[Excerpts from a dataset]
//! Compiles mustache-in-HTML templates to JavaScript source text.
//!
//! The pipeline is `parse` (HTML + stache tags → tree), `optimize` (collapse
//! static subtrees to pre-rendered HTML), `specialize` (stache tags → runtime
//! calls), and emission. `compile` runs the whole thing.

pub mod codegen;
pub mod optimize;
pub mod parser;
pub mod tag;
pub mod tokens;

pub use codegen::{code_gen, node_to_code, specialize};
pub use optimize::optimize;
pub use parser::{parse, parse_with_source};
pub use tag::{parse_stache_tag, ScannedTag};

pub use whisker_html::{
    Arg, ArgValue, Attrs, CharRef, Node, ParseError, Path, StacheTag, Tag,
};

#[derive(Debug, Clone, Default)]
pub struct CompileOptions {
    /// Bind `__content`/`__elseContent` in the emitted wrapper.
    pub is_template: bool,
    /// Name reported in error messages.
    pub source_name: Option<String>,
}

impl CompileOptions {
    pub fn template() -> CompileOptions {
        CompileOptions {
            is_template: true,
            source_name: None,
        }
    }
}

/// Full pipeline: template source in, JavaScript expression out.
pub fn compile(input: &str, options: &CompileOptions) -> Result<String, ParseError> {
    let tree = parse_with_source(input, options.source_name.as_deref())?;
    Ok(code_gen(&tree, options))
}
---
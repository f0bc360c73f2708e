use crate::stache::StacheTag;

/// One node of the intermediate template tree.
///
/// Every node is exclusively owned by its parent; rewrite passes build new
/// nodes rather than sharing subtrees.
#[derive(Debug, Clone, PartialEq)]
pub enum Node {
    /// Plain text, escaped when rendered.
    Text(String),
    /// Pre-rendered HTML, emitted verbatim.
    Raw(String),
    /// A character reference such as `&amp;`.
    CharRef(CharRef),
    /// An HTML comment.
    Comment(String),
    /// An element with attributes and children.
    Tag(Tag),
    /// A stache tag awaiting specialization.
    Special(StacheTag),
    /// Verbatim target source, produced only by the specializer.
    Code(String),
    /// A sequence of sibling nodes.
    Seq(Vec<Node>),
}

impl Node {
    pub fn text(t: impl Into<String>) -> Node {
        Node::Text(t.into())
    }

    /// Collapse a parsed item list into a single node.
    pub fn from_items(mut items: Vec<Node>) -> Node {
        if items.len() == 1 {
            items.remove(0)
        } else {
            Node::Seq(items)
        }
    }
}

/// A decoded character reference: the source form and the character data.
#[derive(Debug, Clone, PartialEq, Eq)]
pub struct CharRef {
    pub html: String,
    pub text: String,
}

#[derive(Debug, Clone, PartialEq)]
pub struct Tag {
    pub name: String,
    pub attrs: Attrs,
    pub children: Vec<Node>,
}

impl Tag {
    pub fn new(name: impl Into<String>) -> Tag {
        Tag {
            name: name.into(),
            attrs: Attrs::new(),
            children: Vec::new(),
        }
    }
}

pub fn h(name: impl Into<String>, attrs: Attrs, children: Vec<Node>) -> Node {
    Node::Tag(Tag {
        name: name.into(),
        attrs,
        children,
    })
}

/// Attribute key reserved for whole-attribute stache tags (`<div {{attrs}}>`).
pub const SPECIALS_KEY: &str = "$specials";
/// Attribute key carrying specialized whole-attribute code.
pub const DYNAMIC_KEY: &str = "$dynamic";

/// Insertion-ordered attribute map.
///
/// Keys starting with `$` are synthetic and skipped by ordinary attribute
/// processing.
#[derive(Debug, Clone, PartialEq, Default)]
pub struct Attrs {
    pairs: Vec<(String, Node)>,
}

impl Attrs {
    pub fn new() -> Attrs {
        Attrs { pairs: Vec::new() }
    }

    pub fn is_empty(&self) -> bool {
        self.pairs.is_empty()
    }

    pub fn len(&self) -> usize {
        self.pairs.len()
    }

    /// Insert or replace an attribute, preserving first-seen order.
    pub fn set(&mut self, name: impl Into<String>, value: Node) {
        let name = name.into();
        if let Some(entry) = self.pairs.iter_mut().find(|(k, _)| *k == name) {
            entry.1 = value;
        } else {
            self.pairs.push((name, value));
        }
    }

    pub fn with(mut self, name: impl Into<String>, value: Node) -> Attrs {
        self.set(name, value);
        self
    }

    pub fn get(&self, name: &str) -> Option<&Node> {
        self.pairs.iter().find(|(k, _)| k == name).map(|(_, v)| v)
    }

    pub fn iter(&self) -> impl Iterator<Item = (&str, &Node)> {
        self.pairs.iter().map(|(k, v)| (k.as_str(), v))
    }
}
--
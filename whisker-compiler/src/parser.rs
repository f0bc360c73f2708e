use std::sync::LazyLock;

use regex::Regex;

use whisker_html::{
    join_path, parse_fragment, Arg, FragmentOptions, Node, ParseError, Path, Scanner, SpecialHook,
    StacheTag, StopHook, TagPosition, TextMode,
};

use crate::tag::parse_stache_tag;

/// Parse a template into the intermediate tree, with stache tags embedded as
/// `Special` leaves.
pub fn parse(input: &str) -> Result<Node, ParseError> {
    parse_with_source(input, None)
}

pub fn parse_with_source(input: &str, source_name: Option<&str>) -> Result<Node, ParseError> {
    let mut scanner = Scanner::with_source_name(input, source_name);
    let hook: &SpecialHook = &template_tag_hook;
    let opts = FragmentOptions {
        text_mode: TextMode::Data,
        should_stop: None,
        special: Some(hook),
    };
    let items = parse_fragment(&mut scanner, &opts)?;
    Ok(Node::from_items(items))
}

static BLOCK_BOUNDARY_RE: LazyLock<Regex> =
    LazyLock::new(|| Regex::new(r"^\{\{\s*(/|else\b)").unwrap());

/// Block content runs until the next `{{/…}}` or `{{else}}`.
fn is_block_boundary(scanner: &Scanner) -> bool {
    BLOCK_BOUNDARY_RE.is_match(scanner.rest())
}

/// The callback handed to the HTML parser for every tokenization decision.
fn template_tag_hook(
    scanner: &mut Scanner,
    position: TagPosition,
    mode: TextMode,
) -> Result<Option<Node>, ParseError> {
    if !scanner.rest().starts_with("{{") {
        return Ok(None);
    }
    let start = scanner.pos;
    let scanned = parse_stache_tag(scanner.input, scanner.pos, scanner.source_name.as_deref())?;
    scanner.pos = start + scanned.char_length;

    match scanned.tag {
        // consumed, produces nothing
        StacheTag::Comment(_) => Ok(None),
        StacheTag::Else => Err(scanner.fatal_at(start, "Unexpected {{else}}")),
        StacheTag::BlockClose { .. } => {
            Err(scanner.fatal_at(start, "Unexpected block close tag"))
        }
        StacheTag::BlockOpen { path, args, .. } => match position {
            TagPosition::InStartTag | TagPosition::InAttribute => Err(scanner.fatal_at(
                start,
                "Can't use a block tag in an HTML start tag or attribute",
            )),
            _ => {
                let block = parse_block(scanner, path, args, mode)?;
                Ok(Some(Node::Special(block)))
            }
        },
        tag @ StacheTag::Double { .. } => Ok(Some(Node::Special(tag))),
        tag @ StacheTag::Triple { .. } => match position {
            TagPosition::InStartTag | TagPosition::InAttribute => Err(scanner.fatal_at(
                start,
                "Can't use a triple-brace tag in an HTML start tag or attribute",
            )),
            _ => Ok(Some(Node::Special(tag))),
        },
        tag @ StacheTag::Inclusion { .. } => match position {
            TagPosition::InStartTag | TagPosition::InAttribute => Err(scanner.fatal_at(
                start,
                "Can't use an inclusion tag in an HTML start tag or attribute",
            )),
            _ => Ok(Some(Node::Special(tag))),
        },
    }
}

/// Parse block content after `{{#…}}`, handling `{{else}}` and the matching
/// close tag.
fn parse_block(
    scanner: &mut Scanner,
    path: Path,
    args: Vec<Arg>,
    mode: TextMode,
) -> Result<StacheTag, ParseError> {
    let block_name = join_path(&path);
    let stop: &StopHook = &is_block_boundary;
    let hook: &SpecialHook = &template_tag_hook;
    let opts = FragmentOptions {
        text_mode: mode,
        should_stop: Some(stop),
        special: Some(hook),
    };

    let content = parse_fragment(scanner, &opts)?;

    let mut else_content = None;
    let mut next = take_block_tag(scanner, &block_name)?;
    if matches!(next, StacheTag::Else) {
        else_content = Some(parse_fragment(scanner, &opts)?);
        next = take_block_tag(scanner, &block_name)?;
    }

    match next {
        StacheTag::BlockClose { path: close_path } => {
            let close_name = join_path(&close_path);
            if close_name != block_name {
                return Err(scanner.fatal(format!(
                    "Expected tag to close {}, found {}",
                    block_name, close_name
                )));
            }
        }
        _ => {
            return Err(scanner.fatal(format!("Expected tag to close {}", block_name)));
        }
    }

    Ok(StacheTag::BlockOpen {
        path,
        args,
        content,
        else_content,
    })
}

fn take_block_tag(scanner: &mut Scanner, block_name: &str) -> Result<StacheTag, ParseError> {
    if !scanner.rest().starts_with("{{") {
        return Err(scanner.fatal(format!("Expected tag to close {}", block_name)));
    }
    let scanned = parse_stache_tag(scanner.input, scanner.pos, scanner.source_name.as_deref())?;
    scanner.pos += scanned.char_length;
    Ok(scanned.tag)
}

- WHAT IS BEING ASKED:
Write out each line above containing "BlockClose".

- REPLY TO THE EXERCISE:
        StacheTag::BlockClose { .. } => {
        StacheTag::BlockClose { path: close_path } => {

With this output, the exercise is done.